I had done several tours as an embedded reporter with U.S. troops in Iraq and Afghanistan. So, for me, the frontlines felt natural. And I believed it was my job. But the freedom with which you could maneuver was deceptive. There was no highly-trained U.S. platoon to escort you. And the rebels were said to be some of the worst trained soldiers in the world. Most had never held a gun before the end of February, when they stormed Benghazi's “katiba” and took them by force.

I tried to hold farther back after a few close calls — a near miss by a Girad rocket, for instance, or a tank shell ripping over the heads of Manu and I outside Ajadibya. Our ears popped. But the front kept calling.

As is common among freelancers, Clare Gillis, a 34-year-old from Connecticut, Manu Brabo, a 29-year-old from Gijon, Spain, and myself, had been sharing rides and interviews together for several weeks. Anton Hammerl, a South African photographer who covered much of Africa — from the townships during Apartheid to child soldiers in the Congo — came late to our little group.

With all the rebel offensives and retreats along the coastal highway, we felt we had to get to the front every few days or risk completely losing track of the story. So on April 5, we headed out.
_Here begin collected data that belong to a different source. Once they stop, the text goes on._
use crate::query::{Argument, InputValue};

/// Arguments owned by the range rather than by the storage key of a connection.
pub const RANGE_ARGUMENTS: [&str; 5] = ["first", "last", "after", "before", "find"];

/// The window of a connection requested by a field, derived from its pagination arguments.
#[derive(Debug, Clone, PartialEq, Eq, Hash)]
pub enum RangeCalls {
    First { count: usize, after: Option<String> },
    Last { count: usize, before: Option<String> },
    /// A single edge, looked up by the id of its node.
    Find(String),
    /// No pagination argument at all: the whole connection.
    All,
}

#[derive(Debug, PartialEq, thiserror::Error)]
pub enum RangeCallsError {
    #[error("'{first}' and '{second}' cannot be used together on a connection")]
    Conflicting { first: &'static str, second: &'static str },
    #[error("'{argument}' must be a non-negative integer")]
    InvalidCount { argument: &'static str },
    #[error("'{argument}' must be a string")]
    InvalidCursor { argument: &'static str },
    #[error("'{argument}' requires a count")]
    MissingCount { argument: &'static str },
}

#[derive(Default)]
struct PaginationArguments<'a> {
    first: Option<&'a InputValue>,
    last: Option<&'a InputValue>,
    after: Option<&'a InputValue>,
    before: Option<&'a InputValue>,
    find: Option<&'a InputValue>,
}

impl RangeCalls {
    pub fn from_arguments(arguments: &[Argument]) -> Result<Self, RangeCallsError> {
        let mut pagination = PaginationArguments::default();

        for argument in arguments {
            if argument.value == InputValue::Null {
                continue;
            }

            let slot = match argument.name.as_str() {
                "first" => &mut pagination.first,
                "last" => &mut pagination.last,
                "after" => &mut pagination.after,
                "before" => &mut pagination.before,
                "find" => &mut pagination.find,
                _ => continue,
            };
            *slot = Some(&argument.value);
        }

        if let Some(find) = pagination.find {
            let present = [
                ("first", pagination.first),
                ("last", pagination.last),
                ("after", pagination.after),
                ("before", pagination.before),
            ];
            if let Some((other, _)) = present.into_iter().find(|(_, value)| value.is_some()) {
                return Err(RangeCallsError::Conflicting {
                    first: "find",
                    second: other,
                });
            }

            let id = match find {
                InputValue::String(id) => id.clone(),
                InputValue::Int(id) => id.to_string(),
                _ => return Err(RangeCallsError::InvalidCursor { argument: "find" }),
            };
            return Ok(RangeCalls::Find(id));
        }

        match (pagination.first, pagination.last) {
            (Some(_), Some(_)) => Err(RangeCallsError::Conflicting {
                first: "first",
                second: "last",
            }),
            (Some(first), None) => {
                if pagination.before.is_some() {
                    return Err(RangeCallsError::Conflicting {
                        first: "first",
                        second: "before",
                    });
                }
                Ok(RangeCalls::First {
                    count: count(first, "first")?,
                    after: cursor(pagination.after, "after")?,
                })
            }
            (None, Some(last)) => {
                if pagination.after.is_some() {
                    return Err(RangeCallsError::Conflicting {
                        first: "last",
                        second: "after",
                    });
                }
                Ok(RangeCalls::Last {
                    count: count(last, "last")?,
                    before: cursor(pagination.before, "before")?,
                })
            }
            (None, None) => {
                if pagination.after.is_some() {
                    Err(RangeCallsError::MissingCount { argument: "after" })
                } else if pagination.before.is_some() {
                    Err(RangeCallsError::MissingCount { argument: "before" })
                } else {
                    Ok(RangeCalls::All)
                }
            }
        }
    }

    /// Pagination arguments selecting this window, sorted by name.
    pub fn to_arguments(&self) -> Vec<Argument> {
        let argument = |name: &str, value: InputValue| Argument {
            name: name.to_string(),
            value,
        };

        match self {
            RangeCalls::First { count, after } => after
                .iter()
                .map(|after| argument("after", InputValue::String(after.clone())))
                .chain(std::iter::once(argument("first", count_value(*count))))
                .collect(),
            RangeCalls::Last { count, before } => before
                .iter()
                .map(|before| argument("before", InputValue::String(before.clone())))
                .chain(std::iter::once(argument("last", count_value(*count))))
                .collect(),
            RangeCalls::Find(id) => vec![argument("find", InputValue::String(id.clone()))],
            RangeCalls::All => Vec::new(),
        }
    }

    pub fn count(&self) -> Option<usize> {
        match self {
            RangeCalls::First { count, .. } | RangeCalls::Last { count, .. } => Some(*count),
            RangeCalls::Find(_) | RangeCalls::All => None,
        }
    }
}

fn count(value: &InputValue, argument: &'static str) -> Result<usize, RangeCallsError> {
    match value {
        InputValue::Int(count) => usize::try_from(*count).ok(),
        InputValue::String(count) => count.parse::<i64>().ok().and_then(|count| usize::try_from(count).ok()),
        _ => None,
    }
    .ok_or(RangeCallsError::InvalidCount { argument })
}

fn count_value(count: usize) -> InputValue {
    InputValue::Int(i64::try_from(count).unwrap_or(i64::MAX))
}

fn cursor(value: Option<&InputValue>, argument: &'static str) -> Result<Option<String>, RangeCallsError> {
    match value {
        None => Ok(None),
        Some(InputValue::String(cursor)) => Ok(Some(cursor.clone())),
        Some(_) => Err(RangeCallsError::InvalidCursor { argument }),
    }
}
Our plan was to try and get a sense of who was really controlling Brega, a strategic oil town that had been the scene of some of the most deadly fighting since the uprising began several months earlier. A rebel general told us that if the rebels took Brega, they would hold it without advancing right away, thus learning from earlier mistakes where they stretched themselves too thin and were forced into whole scale retreats.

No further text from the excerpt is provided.